**Task objective:** Out of all the lines below, count those with the word "http". Give the number only.

-- Data supplied follows --

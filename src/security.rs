use axum::http::HeaderMap;
use base64::{engine::general_purpose::URL_SAFE_NO_PAD, Engine as _};
use hmac::{Hmac, Mac};
use rand::{rngs::OsRng, Rng};
use serde::{Deserialize, Serialize};
use sha2::Sha256;
use std::fmt;
use std::sync::Arc;

use crate::constants::{
    ERR_INVALID_SIGNATURE, ERR_MALFORMED_TOKEN, ERR_MISSING_CREDENTIAL, PUBLIC_KEY_ALPHABET,
};
use crate::error::{AppError, Result};

type HmacSha256 = Hmac<Sha256>;

/// Headers a caller may carry its credential in
const CREDENTIAL_HEADERS: [&str; 2] = ["authorization", "authorisation"];

/// Hex length of an HMAC-SHA256 tag
const SIGNATURE_HEX_LENGTH: usize = 64;

// =============================================================================
// HMAC primitives
// =============================================================================

/// Compute the hex-encoded HMAC-SHA256 of `data`
pub fn sign_hmac(data: &str, secret: &[u8]) -> Result<String> {
    let mut mac = HmacSha256::new_from_slice(secret)
        .map_err(|_| AppError::Internal("Failed to create HMAC instance".to_string()))?;
    mac.update(data.as_bytes());
    Ok(hex::encode(mac.finalize().into_bytes()))
}

/// Verify HMAC-SHA256 signature
///
/// The comparison is constant-time.
///
/// # Arguments
/// * `data` - The data that was signed
/// * `signature` - The hex-encoded HMAC signature
/// * `secret` - The signing secret
pub fn verify_hmac(data: &str, signature: &str, secret: &[u8]) -> bool {
    let mut mac = match HmacSha256::new_from_slice(secret) {
        Ok(m) => m,
        Err(_) => {
            tracing::error!("Failed to create HMAC instance");
            return false;
        }
    };

    mac.update(data.as_bytes());

    let sig_bytes = match hex::decode(signature) {
        Ok(bytes) => bytes,
        Err(_) => {
            tracing::warn!("Invalid hex signature format");
            return false;
        }
    };

    mac.verify_slice(&sig_bytes).is_ok()
}

/// Random string drawn from the public key alphabet using the OS CSPRNG
pub fn create_random_string(length: usize) -> String {
    let mut rng = OsRng;
    (0..length)
        .map(|_| PUBLIC_KEY_ALPHABET[rng.gen_range(0..PUBLIC_KEY_ALPHABET.len())] as char)
        .collect()
}

// =============================================================================
// Capability tokens
// =============================================================================

/// What a token authorizes
#[derive(Debug, Clone, Copy, PartialEq, Eq, Serialize, Deserialize)]
#[serde(rename_all = "snake_case")]
pub enum TokenScope {
    /// Create sites; subject is the quota fingerprint
    Create,
    /// Upload files; subject is the site public key
    Upload,
}

/// Signed token payload
#[derive(Debug, Clone, PartialEq, Eq, Serialize, Deserialize)]
pub struct TokenClaims {
    pub scope: TokenScope,
    pub subject: String,
    /// Unix milliseconds
    pub creation: i64,
}

/// Failure decoding a token (constrained to only possible errors)
#[derive(Debug, PartialEq, Eq)]
pub enum TokenError {
    Missing,
    Malformed,
    InvalidSignature,
}

impl From<TokenError> for AppError {
    fn from(err: TokenError) -> Self {
        match err {
            TokenError::Missing => AppError::Unauthorized(ERR_MISSING_CREDENTIAL.to_string()),
            TokenError::Malformed => AppError::Unauthorized(ERR_MALFORMED_TOKEN.to_string()),
            TokenError::InvalidSignature => AppError::Forbidden(ERR_INVALID_SIGNATURE.to_string()),
        }
    }
}

/// Signs and verifies stateless capability tokens
///
/// Token layout: `base64url(json(claims)) + "." + hex(hmac_sha256(secret, encoded_claims))`.
#[derive(Clone)]
pub struct TokenCodec {
    secret: Arc<[u8]>,
}

impl fmt::Debug for TokenCodec {
    fn fmt(&self, f: &mut fmt::Formatter<'_>) -> fmt::Result {
        f.debug_struct("TokenCodec")
            .field("secret", &"<redacted>")
            .finish()
    }
}

impl TokenCodec {
    pub fn new(secret: &str) -> Self {
        Self {
            secret: Arc::from(secret.as_bytes()),
        }
    }

    pub fn sign(&self, claims: &TokenClaims) -> Result<String> {
        let payload = URL_SAFE_NO_PAD.encode(serde_json::to_vec(claims)?);
        let signature = sign_hmac(&payload, &self.secret)?;
        Ok(format!("{}.{}", payload, signature))
    }

    /// Check the signature and return the embedded claims
    pub fn decode(&self, token: &str) -> std::result::Result<TokenClaims, TokenError> {
        let (payload, signature) = token.trim().split_once('.').ok_or(TokenError::Malformed)?;
        if payload.is_empty() || !is_hex_digest(signature) {
            return Err(TokenError::Malformed);
        }

        if !verify_hmac(payload, signature, &self.secret) {
            return Err(TokenError::InvalidSignature);
        }

        let raw = URL_SAFE_NO_PAD
            .decode(payload)
            .map_err(|_| TokenError::Malformed)?;
        serde_json::from_slice(&raw).map_err(|_| TokenError::Malformed)
    }

    /// Upload token (`secret_key`) bound to a site and its creation instant
    pub fn sign_upload(&self, public_key: &str, creation_ms: i64) -> Result<String> {
        self.sign(&TokenClaims {
            scope: TokenScope::Upload,
            subject: public_key.to_string(),
            creation: creation_ms,
        })
    }

    /// Mint a create credential for a quota fingerprint
    pub fn issue_create_key(&self, subject: &str) -> Result<String> {
        self.sign(&TokenClaims {
            scope: TokenScope::Create,
            subject: subject.to_string(),
            creation: chrono::Utc::now().timestamp_millis(),
        })
    }

    /// Validate the caller's create credential, returning its quota fingerprint
    pub fn verify_create(&self, headers: &HeaderMap) -> Result<String> {
        let token = credential(headers).ok_or(TokenError::Missing)?;
        let claims = self.decode(token)?;

        if claims.scope != TokenScope::Create || claims.subject.is_empty() {
            tracing::warn!("Create attempted with a non-create token");
            return Err(AppError::Forbidden(
                "Token is not authorized to create sites".to_string(),
            ));
        }

        Ok(claims.subject)
    }

    /// Validate an upload token against the target site
    ///
    /// # Arguments
    /// * `public_key` - Site named in the request path
    /// * `headers` - Request headers; the token is read from `Authorization`
    ///   (or the `Authorisation` spelling)
    /// * `upload_ttl_ms` - Length of the upload window after site creation
    /// * `now_ms` - Current time in Unix milliseconds
    ///
    /// # Returns
    /// The site creation instant (Unix milliseconds) embedded in the token.
    ///
    /// # Errors
    /// * `Unauthorized` - token missing or malformed
    /// * `Forbidden` - bad signature, wrong scope, or a token for another site
    /// * `Expired` - the upload window has closed
    ///
    /// # Security Note
    /// Tokens are stateless and cannot be revoked; the upload window is the
    /// only thing that ends upload rights. The signature is checked in
    /// constant time before any claim is trusted.
    pub fn verify_upload(
        &self,
        public_key: &str,
        headers: &HeaderMap,
        upload_ttl_ms: i64,
        now_ms: i64,
    ) -> Result<i64> {
        let token = credential(headers).ok_or(TokenError::Missing)?;
        let claims = self.decode(token)?;

        if claims.scope != TokenScope::Upload || claims.subject != public_key {
            tracing::warn!("Upload token does not match site {}", public_key);
            return Err(AppError::Forbidden(format!(
                "Token is not valid for site \"{}\"",
                public_key
            )));
        }

        if now_ms >= claims.creation + upload_ttl_ms {
            return Err(AppError::Expired);
        }

        Ok(claims.creation)
    }
}

/// Shape of a hex-encoded SHA-256 MAC
fn is_hex_digest(signature: &str) -> bool {
    signature.len() == SIGNATURE_HEX_LENGTH && signature.bytes().all(|c| c.is_ascii_hexdigit())
}

fn credential(headers: &HeaderMap) -> Option<&str> {
    CREDENTIAL_HEADERS
        .iter()
        .filter_map(|name| headers.get(*name))
        .filter_map(|value| value.to_str().ok())
        .map(str::trim)
        .find(|value| !value.is_empty())
}

#[cfg(test)]
mod tests {
    use super::*;
    use crate::constants::PUBLIC_KEY_LENGTH;
    use axum::http::HeaderValue;

    const SECRET: &str = "test-secret-key";
    const HOUR_MS: i64 = 3_600_000;

    fn headers_with(name: &'static str, token: &str) -> HeaderMap {
        let mut headers = HeaderMap::new();
        headers.insert(name, HeaderValue::from_str(token).unwrap());
        headers
    }

    // =========================================================================
    // HMAC Tests
    // =========================================================================

    #[test]
    fn test_verify_hmac_valid() {
        let signature = sign_hmac("test data", SECRET.as_bytes()).unwrap();
        assert!(verify_hmac("test data", &signature, SECRET.as_bytes()));
    }

    #[test]
    fn test_verify_hmac_invalid_signature() {
        let wrong_signature = "0".repeat(64);
        assert!(!verify_hmac("test data", &wrong_signature, SECRET.as_bytes()));
    }

    #[test]
    fn test_verify_hmac_wrong_secret() {
        let signature = sign_hmac("test data", SECRET.as_bytes()).unwrap();
        assert!(!verify_hmac("test data", &signature, b"wrong-secret"));
    }

    #[test]
    fn test_verify_hmac_non_hex() {
        assert!(!verify_hmac("test data", "not-hex!", SECRET.as_bytes()));
    }

    #[test]
    fn test_random_string_shape() {
        let a = create_random_string(PUBLIC_KEY_LENGTH);
        let b = create_random_string(PUBLIC_KEY_LENGTH);

        assert_eq!(a.len(), PUBLIC_KEY_LENGTH);
        assert!(a.bytes().all(|c| PUBLIC_KEY_ALPHABET.contains(&c)));
        assert_ne!(a, b);
    }

    // =========================================================================
    // Token Tests
    // =========================================================================

    #[test]
    fn test_sign_is_deterministic() {
        let codec = TokenCodec::new(SECRET);
        let claims = TokenClaims {
            scope: TokenScope::Upload,
            subject: "abc".to_string(),
            creation: 1_700_000_000_000,
        };

        assert_eq!(codec.sign(&claims).unwrap(), codec.sign(&claims).unwrap());
        assert_eq!(codec.decode(&codec.sign(&claims).unwrap()).unwrap(), claims);
    }

    #[test]
    fn test_decode_rejects_tampered_payload() {
        let codec = TokenCodec::new(SECRET);
        let token = codec.sign_upload("aaaa", 1_000).unwrap();
        let (_, signature) = token.split_once('.').unwrap();

        let forged_payload = URL_SAFE_NO_PAD
            .encode(br#"{"scope":"upload","subject":"bbbb","creation":1000}"#);
        let forged = format!("{}.{}", forged_payload, signature);

        assert_eq!(codec.decode(&forged), Err(TokenError::InvalidSignature));
    }

    #[test]
    fn test_decode_rejects_other_secret() {
        let token = TokenCodec::new("other-secret").sign_upload("aaaa", 1_000).unwrap();
        assert_eq!(
            TokenCodec::new(SECRET).decode(&token),
            Err(TokenError::InvalidSignature)
        );
    }

    #[test]
    fn test_decode_malformed() {
        let codec = TokenCodec::new(SECRET);
        assert_eq!(codec.decode("no-dot-here"), Err(TokenError::Malformed));
        assert_eq!(codec.decode(".abc"), Err(TokenError::Malformed));
        assert_eq!(codec.decode("abc.zz"), Err(TokenError::Malformed));
        assert_eq!(codec.decode("abc."), Err(TokenError::Malformed));
        assert_eq!(
            codec.decode(&format!("abc.{}", "g".repeat(SIGNATURE_HEX_LENGTH))),
            Err(TokenError::Malformed)
        );
    }

    #[test]
    fn test_verify_upload_non_hex_signature_is_unauthorized() {
        let codec = TokenCodec::new(SECRET);
        let headers = headers_with("authorization", "abc.zz");

        let result = codec.verify_upload("site1", &headers, HOUR_MS, 0);
        assert!(matches!(result, Err(AppError::Unauthorized(_))));
    }

    #[test]
    fn test_verify_upload_accepts_fresh_token() {
        let codec = TokenCodec::new(SECRET);
        let creation = 1_700_000_000_000;
        let token = codec.sign_upload("site1", creation).unwrap();
        let headers = headers_with("authorization", &token);

        let result = codec.verify_upload("site1", &headers, HOUR_MS, creation + 1_000);
        assert_eq!(result.unwrap(), creation);
    }

    #[test]
    fn test_verify_upload_accepts_british_header() {
        let codec = TokenCodec::new(SECRET);
        let token = codec.sign_upload("site1", 0).unwrap();
        let headers = headers_with("authorisation", &token);

        assert!(codec.verify_upload("site1", &headers, HOUR_MS, 10).is_ok());
    }

    #[test]
    fn test_verify_upload_wrong_site_is_forbidden() {
        let codec = TokenCodec::new(SECRET);
        let token = codec.sign_upload("site1", 0).unwrap();
        let headers = headers_with("authorization", &token);

        let result = codec.verify_upload("site2", &headers, HOUR_MS, 10);
        assert!(matches!(result, Err(AppError::Forbidden(_))));
    }

    #[test]
    fn test_verify_upload_expired() {
        let codec = TokenCodec::new(SECRET);
        let token = codec.sign_upload("site1", 0).unwrap();
        let headers = headers_with("authorization", &token);

        let result = codec.verify_upload("site1", &headers, HOUR_MS, HOUR_MS);
        assert!(matches!(result, Err(AppError::Expired)));
    }

    #[test]
    fn test_verify_upload_missing_header() {
        let codec = TokenCodec::new(SECRET);
        let result = codec.verify_upload("site1", &HeaderMap::new(), HOUR_MS, 0);
        assert!(matches!(result, Err(AppError::Unauthorized(_))));
    }

    #[test]
    fn test_create_token_cannot_upload() {
        let codec = TokenCodec::new(SECRET);
        let token = codec.issue_create_key("site1").unwrap();
        let headers = headers_with("authorization", &token);

        let result = codec.verify_upload("site1", &headers, HOUR_MS, 0);
        assert!(matches!(result, Err(AppError::Forbidden(_))));
    }

    #[test]
    fn test_verify_create_returns_fingerprint() {
        let codec = TokenCodec::new(SECRET);
        let token = codec.issue_create_key("ci-runner").unwrap();
        let headers = headers_with("authorization", &token);

        assert_eq!(codec.verify_create(&headers).unwrap(), "ci-runner");
    }

    #[test]
    fn test_upload_token_cannot_create() {
        let codec = TokenCodec::new(SECRET);
        let token = codec.sign_upload("site1", 0).unwrap();
        let headers = headers_with("authorization", &token);

        assert!(matches!(
            codec.verify_create(&headers),
            Err(AppError::Forbidden(_))
        ));
    }

    #[test]
    fn test_codec_debug_redacts_secret() {
        let rendered = format!("{:?}", TokenCodec::new(SECRET));
        assert!(!rendered.contains(SECRET));
    }
}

-- Data supplied concluded --

**Result below:** 2